--- START ---

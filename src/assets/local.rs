//! 本地源目录
//!
//! 运行时从 `<root>/skills` 与 `<root>/agents` 读取资源

use std::borrow::Cow;
use std::fs;
use std::io;
use std::path::{Path, PathBuf};

use tracing::debug;
use walkdir::WalkDir;

use super::{normalize_asset_path, AssetOrigin, AssetProvider, AssetTree};
use crate::error::AssetError;
use crate::utils::file_exists;

/// 从本地目录读取资源的 provider
#[derive(Debug, Clone)]
pub struct LocalProvider {
    root: PathBuf,
}

impl LocalProvider {
    /// 创建 provider，`root` 必须同时包含 skills/ 与 agents/
    pub fn new(root: impl Into<PathBuf>) -> Result<Self, AssetError> {
        let root = root.into();
        if !is_source_root(&root) {
            return Err(AssetError::SourceMissing { path: root });
        }
        debug!("Using local asset source {}", root.display());
        Ok(Self { root })
    }

    pub fn root(&self) -> &Path {
        &self.root
    }

    fn tree_dir(&self, tree: AssetTree) -> PathBuf {
        self.root.join(tree.dir_name())
    }
}

/// 检查目录是否是 belmont 源目录
pub fn is_source_root(dir: &Path) -> bool {
    AssetTree::ALL
        .iter()
        .all(|tree| dir.join(tree.dir_name()).is_dir())
}

impl AssetProvider for LocalProvider {
    fn origin(&self) -> AssetOrigin {
        AssetOrigin::Local(self.root.clone())
    }

    fn list(&self, tree: AssetTree) -> Result<Vec<String>, AssetError> {
        let base = self.tree_dir(tree);
        let mut paths = Vec::new();

        for entry in WalkDir::new(&base).follow_links(true) {
            let entry = entry.map_err(|e| AssetError::Io {
                path: e.path().map(Path::to_path_buf).unwrap_or_else(|| base.clone()),
                source: e
                    .into_io_error()
                    .unwrap_or_else(|| io::Error::new(io::ErrorKind::Other, "filesystem loop")),
            })?;

            if !entry.file_type().is_file() {
                continue;
            }

            // strip_prefix 对 WalkDir 产出的路径不会失败
            if let Ok(rel) = entry.path().strip_prefix(&base) {
                let parts: Vec<String> = rel
                    .components()
                    .map(|c| c.as_os_str().to_string_lossy().into_owned())
                    .collect();
                paths.push(parts.join("/"));
            }
        }

        paths.sort();
        Ok(paths)
    }

    fn read(&self, tree: AssetTree, path: &str) -> Result<Cow<'static, [u8]>, AssetError> {
        let normalized = normalize_asset_path(path)?;
        let full = self.tree_dir(tree).join(&normalized);

        if !file_exists(&full) {
            return Err(AssetError::NotFound {
                tree,
                path: normalized,
            });
        }

        fs::read(&full)
            .map(Cow::Owned)
            .map_err(|source| AssetError::Io { path: full, source })
    }
}

#[cfg(test)]
mod tests {
    use super::*;
    use tempfile::TempDir;

    fn make_source() -> TempDir {
        let temp = TempDir::new().unwrap();
        let root = temp.path();
        fs::create_dir_all(root.join("skills/alpha")).unwrap();
        fs::create_dir_all(root.join("agents")).unwrap();
        fs::write(root.join("skills/alpha/SKILL.md"), "# alpha").unwrap();
        fs::write(root.join("skills/.hidden"), "dot").unwrap();
        fs::write(root.join("skills/beta.md"), "# beta").unwrap();
        temp
    }

    #[test]
    fn test_rejects_non_source_dir() {
        let temp = TempDir::new().unwrap();
        fs::create_dir_all(temp.path().join("skills")).unwrap();

        let err = LocalProvider::new(temp.path()).unwrap_err();
        assert!(matches!(err, AssetError::SourceMissing { .. }));
    }

    #[test]
    fn test_list_includes_hidden_and_nested() {
        let temp = make_source();
        let provider = LocalProvider::new(temp.path()).unwrap();

        let skills = provider.list(AssetTree::Skills).unwrap();
        assert_eq!(skills, vec![".hidden", "alpha/SKILL.md", "beta.md"]);
    }

    #[test]
    fn test_empty_tree_is_legitimate() {
        let temp = make_source();
        let provider = LocalProvider::new(temp.path()).unwrap();

        assert!(provider.list(AssetTree::Agents).unwrap().is_empty());
    }

    #[test]
    fn test_read_and_not_found() {
        let temp = make_source();
        let provider = LocalProvider::new(temp.path()).unwrap();

        let content = provider
            .read_to_string(AssetTree::Skills, "./alpha/SKILL.md")
            .unwrap();
        assert_eq!(content, "# alpha");

        let err = provider.read(AssetTree::Skills, "alpha").unwrap_err();
        assert!(matches!(err, AssetError::NotFound { .. }));
    }

    #[test]
    fn test_read_rejects_escape() {
        let temp = make_source();
        fs::write(temp.path().join("secret.txt"), "nope").unwrap();
        let provider = LocalProvider::new(temp.path()).unwrap();

        let err = provider.read(AssetTree::Skills, "../secret.txt").unwrap_err();
        assert!(matches!(err, AssetError::InvalidPath { .. }));
    }

    #[test]
    fn test_read_to_string_rejects_binary() {
        let temp = make_source();
        fs::write(temp.path().join("agents/blob.bin"), [0xff, 0xfe, 0x00]).unwrap();
        let provider = LocalProvider::new(temp.path()).unwrap();

        let err = provider
            .read_to_string(AssetTree::Agents, "blob.bin")
            .unwrap_err();
        assert!(matches!(err, AssetError::NotUtf8 { .. }));
    }
}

--- END ---

**What you need to do:** A precise copy of the whole listing is the expected answer.

**Answer:**
filename src/assets/local.rs
//! 本地源目录
//!
//! 运行时从 `<root>/skills` 与 `<root>/agents` 读取资源

use std::borrow::Cow;
use std::fs;
use std::io;
use std::path::{Path, PathBuf};

use tracing::debug;
use walkdir::WalkDir;

use super::{normalize_asset_path, AssetOrigin, AssetProvider, AssetTree};
use crate::error::AssetError;
use crate::utils::file_exists;

/// 从本地目录读取资源的 provider
#[derive(Debug, Clone)]
pub struct LocalProvider {
    root: PathBuf,
}

impl LocalProvider {
    /// 创建 provider，`root` 必须同时包含 skills/ 与 agents/
    pub fn new(root: impl Into<PathBuf>) -> Result<Self, AssetError> {
        let root = root.into();
        if !is_source_root(&root) {
            return Err(AssetError::SourceMissing { path: root });
        }
        debug!("Using local asset source {}", root.display());
        Ok(Self { root })
    }

    pub fn root(&self) -> &Path {
        &self.root
    }

    fn tree_dir(&self, tree: AssetTree) -> PathBuf {
        self.root.join(tree.dir_name())
    }
}

/// 检查目录是否是 belmont 源目录
pub fn is_source_root(dir: &Path) -> bool {
    AssetTree::ALL
        .iter()
        .all(|tree| dir.join(tree.dir_name()).is_dir())
}

impl AssetProvider for LocalProvider {
    fn origin(&self) -> AssetOrigin {
        AssetOrigin::Local(self.root.clone())
    }

    fn list(&self, tree: AssetTree) -> Result<Vec<String>, AssetError> {
        let base = self.tree_dir(tree);
        let mut paths = Vec::new();

        for entry in WalkDir::new(&base).follow_links(true) {
            let entry = entry.map_err(|e| AssetError::Io {
                path: e.path().map(Path::to_path_buf).unwrap_or_else(|| base.clone()),
                source: e
                    .into_io_error()
                    .unwrap_or_else(|| io::Error::new(io::ErrorKind::Other, "filesystem loop")),
            })?;

            if !entry.file_type().is_file() {
                continue;
            }

            // strip_prefix 对 WalkDir 产出的路径不会失败
            if let Ok(rel) = entry.path().strip_prefix(&base) {
                let parts: Vec<String> = rel
                    .components()
                    .map(|c| c.as_os_str().to_string_lossy().into_owned())
                    .collect();
                paths.push(parts.join("/"));
            }
        }

        paths.sort();
        Ok(paths)
    }

    fn read(&self, tree: AssetTree, path: &str) -> Result<Cow<'static, [u8]>, AssetError> {
        let normalized = normalize_asset_path(path)?;
        let full = self.tree_dir(tree).join(&normalized);

        if !file_exists(&full) {
            return Err(AssetError::NotFound {
                tree,
                path: normalized,
            });
        }

        fs::read(&full)
            .map(Cow::Owned)
            .map_err(|source| AssetError::Io { path: full, source })
    }
}

#[cfg(test)]
mod tests {
    use super::*;
    use tempfile::TempDir;

    fn make_source() -> TempDir {
        let temp = TempDir::new().unwrap();
        let root = temp.path();
        fs::create_dir_all(root.join("skills/alpha")).unwrap();
        fs::create_dir_all(root.join("agents")).unwrap();
        fs::write(root.join("skills/alpha/SKILL.md"), "# alpha").unwrap();
        fs::write(root.join("skills/.hidden"), "dot").unwrap();
        fs::write(root.join("skills/beta.md"), "# beta").unwrap();
        temp
    }

    #[test]
    fn test_rejects_non_source_dir() {
        let temp = TempDir::new().unwrap();
        fs::create_dir_all(temp.path().join("skills")).unwrap();

        let err = LocalProvider::new(temp.path()).unwrap_err();
        assert!(matches!(err, AssetError::SourceMissing { .. }));
    }

    #[test]
    fn test_list_includes_hidden_and_nested() {
        let temp = make_source();
        let provider = LocalProvider::new(temp.path()).unwrap();

        let skills = provider.list(AssetTree::Skills).unwrap();
        assert_eq!(skills, vec![".hidden", "alpha/SKILL.md", "beta.md"]);
    }

    #[test]
    fn test_empty_tree_is_legitimate() {
        let temp = make_source();
        let provider = LocalProvider::new(temp.path()).unwrap();

        assert!(provider.list(AssetTree::Agents).unwrap().is_empty());
    }

    #[test]
    fn test_read_and_not_found() {
        let temp = make_source();
        let provider = LocalProvider::new(temp.path()).unwrap();

        let content = provider
            .read_to_string(AssetTree::Skills, "./alpha/SKILL.md")
            .unwrap();
        assert_eq!(content, "# alpha");

        let err = provider.read(AssetTree::Skills, "alpha").unwrap_err();
        assert!(matches!(err, AssetError::NotFound { .. }));
    }

    #[test]
    fn test_read_rejects_escape() {
        let temp = make_source();
        fs::write(temp.path().join("secret.txt"), "nope").unwrap();
        let provider = LocalProvider::new(temp.path()).unwrap();

        let err = provider.read(AssetTree::Skills, "../secret.txt").unwrap_err();
        assert!(matches!(err, AssetError::InvalidPath { .. }));
    }

    #[test]
    fn test_read_to_string_rejects_binary() {
        let temp = make_source();
        fs::write(temp.path().join("agents/blob.bin"), [0xff, 0xfe, 0x00]).unwrap();
        let provider = LocalProvider::new(temp.path()).unwrap();

        let err = provider
            .read_to_string(AssetTree::Agents, "blob.bin")
            .unwrap_err();
        assert!(matches!(err, AssetError::NotUtf8 { .. }));
    }
}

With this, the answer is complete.